Scan the lines below for the word "integer". Copy each line you find it in.

☆ ☆ ☆

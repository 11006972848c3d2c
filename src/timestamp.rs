//! Unix timestamps bounding an ERC-3009 authorization window.

use serde::{Deserialize, Deserializer, Serialize, Serializer};
use std::fmt::{Display, Formatter};
use std::ops::Add;
use std::time::SystemTime;

/// Seconds since the Unix epoch.
///
/// Serialized as a stringified integer, which is how `validAfter` and
/// `validBefore` travel inside the payment payload:
///
/// ```json
/// "1699999999"
/// ```
#[derive(Debug, Clone, Copy, PartialEq, PartialOrd, Ord, Eq)]
pub struct UnixTimestamp(u64);

impl Serialize for UnixTimestamp {
    fn serialize<S: Serializer>(&self, serializer: S) -> Result<S::Ok, S::Error> {
        serializer.serialize_str(&self.0.to_string())
    }
}

impl<'de> Deserialize<'de> for UnixTimestamp {
    fn deserialize<D>(deserializer: D) -> Result<Self, D::Error>
    where
        D: Deserializer<'de>,
    {
        let s = String::deserialize(deserializer)?;
        let ts = s
            .parse::<u64>()
            .map_err(|_| serde::de::Error::custom("timestamp must be a non-negative integer"))?;
        Ok(UnixTimestamp(ts))
    }
}

impl Display for UnixTimestamp {
    fn fmt(&self, f: &mut Formatter<'_>) -> std::fmt::Result {
        write!(f, "{}", self.0)
    }
}

impl Add<u64> for UnixTimestamp {
    type Output = Self;

    fn add(self, rhs: u64) -> Self::Output {
        UnixTimestamp(self.0.saturating_add(rhs))
    }
}

impl UnixTimestamp {
    pub fn from_secs(secs: u64) -> Self {
        Self(secs)
    }

    /// Current system time.
    ///
    /// # Panics
    ///
    /// Panics if the system clock reads earlier than the Unix epoch.
    pub fn now() -> Self {
        let now = SystemTime::now()
            .duration_since(SystemTime::UNIX_EPOCH)
            .expect("SystemTime before UNIX epoch?!?")
            .as_secs();
        Self(now)
    }

    /// This timestamp moved `secs` seconds into the past, clamped at the epoch.
    pub fn earlier_by(self, secs: u64) -> Self {
        Self(self.0.saturating_sub(secs))
    }

    pub fn as_secs(&self) -> u64 {
        self.0
    }
}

☆ ☆ ☆

• **Finished task**:
/// Serialized as a stringified integer, which is how `validAfter` and
            .map_err(|_| serde::de::Error::custom("timestamp must be a non-negative integer"))?;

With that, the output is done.